--- SUPPLIED RECORDS Enclosed Below ---
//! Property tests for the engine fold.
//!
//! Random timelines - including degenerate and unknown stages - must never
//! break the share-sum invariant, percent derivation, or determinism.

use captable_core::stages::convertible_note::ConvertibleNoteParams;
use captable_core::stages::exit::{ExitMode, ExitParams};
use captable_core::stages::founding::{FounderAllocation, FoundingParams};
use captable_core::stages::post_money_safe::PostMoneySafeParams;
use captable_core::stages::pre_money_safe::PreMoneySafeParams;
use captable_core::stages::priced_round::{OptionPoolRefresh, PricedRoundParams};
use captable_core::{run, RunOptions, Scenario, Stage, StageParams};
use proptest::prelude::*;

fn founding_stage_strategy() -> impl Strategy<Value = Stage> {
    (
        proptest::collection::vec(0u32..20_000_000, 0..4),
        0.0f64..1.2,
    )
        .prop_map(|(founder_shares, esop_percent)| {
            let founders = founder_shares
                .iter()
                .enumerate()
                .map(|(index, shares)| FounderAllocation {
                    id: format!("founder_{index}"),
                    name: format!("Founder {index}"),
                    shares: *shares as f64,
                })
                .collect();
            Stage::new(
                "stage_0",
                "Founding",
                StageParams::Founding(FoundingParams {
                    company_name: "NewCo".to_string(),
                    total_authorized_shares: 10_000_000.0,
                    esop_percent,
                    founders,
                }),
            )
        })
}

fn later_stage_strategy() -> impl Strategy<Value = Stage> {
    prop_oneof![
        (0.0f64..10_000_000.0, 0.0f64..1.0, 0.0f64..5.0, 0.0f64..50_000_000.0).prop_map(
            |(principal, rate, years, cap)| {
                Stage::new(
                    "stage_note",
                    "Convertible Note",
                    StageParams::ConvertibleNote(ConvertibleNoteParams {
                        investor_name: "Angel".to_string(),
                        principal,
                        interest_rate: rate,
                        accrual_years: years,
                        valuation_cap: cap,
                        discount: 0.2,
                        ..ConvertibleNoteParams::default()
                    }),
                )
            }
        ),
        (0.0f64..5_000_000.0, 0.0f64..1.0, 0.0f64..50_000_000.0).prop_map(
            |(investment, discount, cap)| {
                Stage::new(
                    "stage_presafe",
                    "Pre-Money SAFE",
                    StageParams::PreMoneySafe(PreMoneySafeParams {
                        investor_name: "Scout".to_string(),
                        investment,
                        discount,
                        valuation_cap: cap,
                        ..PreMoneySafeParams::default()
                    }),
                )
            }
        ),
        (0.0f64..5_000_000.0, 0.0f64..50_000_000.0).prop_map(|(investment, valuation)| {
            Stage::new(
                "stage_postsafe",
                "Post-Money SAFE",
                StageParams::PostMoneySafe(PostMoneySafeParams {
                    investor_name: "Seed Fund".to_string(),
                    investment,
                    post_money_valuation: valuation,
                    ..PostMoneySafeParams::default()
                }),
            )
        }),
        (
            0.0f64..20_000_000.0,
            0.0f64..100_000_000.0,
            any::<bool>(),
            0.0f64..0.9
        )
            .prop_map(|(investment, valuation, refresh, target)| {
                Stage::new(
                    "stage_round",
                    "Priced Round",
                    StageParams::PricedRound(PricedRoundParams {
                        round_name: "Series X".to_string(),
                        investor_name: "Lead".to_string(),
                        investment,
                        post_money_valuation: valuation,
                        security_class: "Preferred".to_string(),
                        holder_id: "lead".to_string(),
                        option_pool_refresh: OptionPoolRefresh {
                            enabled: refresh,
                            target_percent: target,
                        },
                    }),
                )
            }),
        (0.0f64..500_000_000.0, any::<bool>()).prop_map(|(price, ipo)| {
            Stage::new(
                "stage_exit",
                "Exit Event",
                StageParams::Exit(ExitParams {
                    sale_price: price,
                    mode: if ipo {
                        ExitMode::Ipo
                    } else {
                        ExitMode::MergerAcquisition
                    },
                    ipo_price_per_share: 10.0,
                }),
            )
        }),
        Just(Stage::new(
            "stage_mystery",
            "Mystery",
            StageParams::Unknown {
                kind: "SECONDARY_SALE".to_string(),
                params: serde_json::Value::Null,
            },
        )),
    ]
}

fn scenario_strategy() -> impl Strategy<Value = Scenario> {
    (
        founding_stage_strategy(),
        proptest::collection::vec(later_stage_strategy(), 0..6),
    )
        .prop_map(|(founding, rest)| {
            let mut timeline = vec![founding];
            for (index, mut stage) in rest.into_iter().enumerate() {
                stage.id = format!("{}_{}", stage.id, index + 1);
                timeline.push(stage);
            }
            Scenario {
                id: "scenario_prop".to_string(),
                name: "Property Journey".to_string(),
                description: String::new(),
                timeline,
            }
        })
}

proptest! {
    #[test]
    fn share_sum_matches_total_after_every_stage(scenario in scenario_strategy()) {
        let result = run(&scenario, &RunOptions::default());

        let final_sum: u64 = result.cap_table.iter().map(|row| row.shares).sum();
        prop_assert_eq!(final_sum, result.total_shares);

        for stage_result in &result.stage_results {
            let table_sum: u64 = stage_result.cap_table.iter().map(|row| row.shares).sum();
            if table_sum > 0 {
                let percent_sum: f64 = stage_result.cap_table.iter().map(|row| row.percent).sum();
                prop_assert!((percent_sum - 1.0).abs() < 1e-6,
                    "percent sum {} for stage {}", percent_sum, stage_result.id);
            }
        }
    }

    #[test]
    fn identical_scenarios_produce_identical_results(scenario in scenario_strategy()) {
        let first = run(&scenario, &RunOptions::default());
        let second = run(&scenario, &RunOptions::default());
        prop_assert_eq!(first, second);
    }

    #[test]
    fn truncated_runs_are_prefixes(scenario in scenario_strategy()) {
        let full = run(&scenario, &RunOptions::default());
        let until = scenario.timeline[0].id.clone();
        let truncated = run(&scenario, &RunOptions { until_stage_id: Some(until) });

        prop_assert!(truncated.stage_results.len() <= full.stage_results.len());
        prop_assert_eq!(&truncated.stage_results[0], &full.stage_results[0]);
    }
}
--- End of Enclosed SUPPLIED RECORDS ---
--- SUPPLIED RECORDS Enclosed Below ---
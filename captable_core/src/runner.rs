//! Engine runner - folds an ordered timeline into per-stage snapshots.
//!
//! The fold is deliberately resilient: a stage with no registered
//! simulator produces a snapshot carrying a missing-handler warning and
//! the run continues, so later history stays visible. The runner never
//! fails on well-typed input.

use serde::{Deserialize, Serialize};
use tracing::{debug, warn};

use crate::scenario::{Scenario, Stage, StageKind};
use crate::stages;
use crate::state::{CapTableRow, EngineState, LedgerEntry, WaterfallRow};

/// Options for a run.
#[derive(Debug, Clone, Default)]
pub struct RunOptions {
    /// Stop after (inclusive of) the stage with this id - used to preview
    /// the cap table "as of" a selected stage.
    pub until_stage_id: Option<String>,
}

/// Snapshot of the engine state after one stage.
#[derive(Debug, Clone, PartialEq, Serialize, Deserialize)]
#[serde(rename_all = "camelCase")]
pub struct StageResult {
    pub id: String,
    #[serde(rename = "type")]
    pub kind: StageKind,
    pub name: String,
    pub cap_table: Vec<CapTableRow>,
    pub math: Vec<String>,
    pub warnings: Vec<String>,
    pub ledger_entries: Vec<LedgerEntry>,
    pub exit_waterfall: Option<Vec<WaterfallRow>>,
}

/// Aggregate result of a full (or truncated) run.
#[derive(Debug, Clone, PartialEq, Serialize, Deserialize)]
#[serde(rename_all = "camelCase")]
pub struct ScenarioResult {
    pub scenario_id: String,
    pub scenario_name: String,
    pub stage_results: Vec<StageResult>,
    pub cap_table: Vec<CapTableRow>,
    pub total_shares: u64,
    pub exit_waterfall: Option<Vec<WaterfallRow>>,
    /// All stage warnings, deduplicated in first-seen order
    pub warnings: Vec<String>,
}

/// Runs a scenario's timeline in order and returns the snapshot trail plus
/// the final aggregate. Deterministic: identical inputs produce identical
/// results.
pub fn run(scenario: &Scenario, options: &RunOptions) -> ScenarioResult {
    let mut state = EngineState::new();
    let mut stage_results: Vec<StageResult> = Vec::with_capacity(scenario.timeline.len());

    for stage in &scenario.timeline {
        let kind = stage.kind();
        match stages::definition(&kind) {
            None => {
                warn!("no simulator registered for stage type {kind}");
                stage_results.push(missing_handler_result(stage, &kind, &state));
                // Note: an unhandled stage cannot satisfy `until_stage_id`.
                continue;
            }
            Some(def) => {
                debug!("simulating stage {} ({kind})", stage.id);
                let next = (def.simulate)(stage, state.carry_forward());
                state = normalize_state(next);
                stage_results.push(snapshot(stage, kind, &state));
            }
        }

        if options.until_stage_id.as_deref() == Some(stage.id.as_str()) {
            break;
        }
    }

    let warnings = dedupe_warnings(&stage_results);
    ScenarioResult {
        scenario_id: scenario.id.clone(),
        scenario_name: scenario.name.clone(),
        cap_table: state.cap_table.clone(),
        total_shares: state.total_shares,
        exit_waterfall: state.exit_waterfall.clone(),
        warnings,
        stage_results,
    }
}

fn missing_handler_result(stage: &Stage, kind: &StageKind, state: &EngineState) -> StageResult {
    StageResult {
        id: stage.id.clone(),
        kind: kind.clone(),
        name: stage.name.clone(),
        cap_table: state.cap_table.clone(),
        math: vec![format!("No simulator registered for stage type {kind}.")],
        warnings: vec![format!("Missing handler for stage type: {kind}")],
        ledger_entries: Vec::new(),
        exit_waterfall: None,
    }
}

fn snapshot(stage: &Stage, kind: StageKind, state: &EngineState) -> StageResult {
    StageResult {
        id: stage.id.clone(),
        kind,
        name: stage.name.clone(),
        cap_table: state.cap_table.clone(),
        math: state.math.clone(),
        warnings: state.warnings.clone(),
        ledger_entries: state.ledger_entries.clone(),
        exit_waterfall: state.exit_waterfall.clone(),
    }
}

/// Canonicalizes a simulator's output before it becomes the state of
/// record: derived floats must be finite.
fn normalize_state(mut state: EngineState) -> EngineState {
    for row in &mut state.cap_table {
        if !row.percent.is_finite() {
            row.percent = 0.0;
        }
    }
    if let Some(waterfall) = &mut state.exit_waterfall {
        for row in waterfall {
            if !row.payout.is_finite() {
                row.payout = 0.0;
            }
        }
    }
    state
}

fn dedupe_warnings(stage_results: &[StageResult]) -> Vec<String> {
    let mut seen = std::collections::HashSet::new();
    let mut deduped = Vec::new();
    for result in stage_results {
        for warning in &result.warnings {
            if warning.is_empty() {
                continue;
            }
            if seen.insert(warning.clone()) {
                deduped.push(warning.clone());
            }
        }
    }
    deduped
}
--- End of Enclosed SUPPLIED RECORDS ---
WHAT YOU WILL DO - Each line in the data that holds the string "format" should be found and copied.

WRITTEN RESPONSE -
                    id: format!("founder_{index}"),
                    name: format!("Founder {index}"),
                stage.id = format!("{}_{}", stage.id, index + 1);
        math: vec![format!("No simulator registered for stage type {kind}.")],
        warnings: vec![format!("Missing handler for stage type: {kind}")],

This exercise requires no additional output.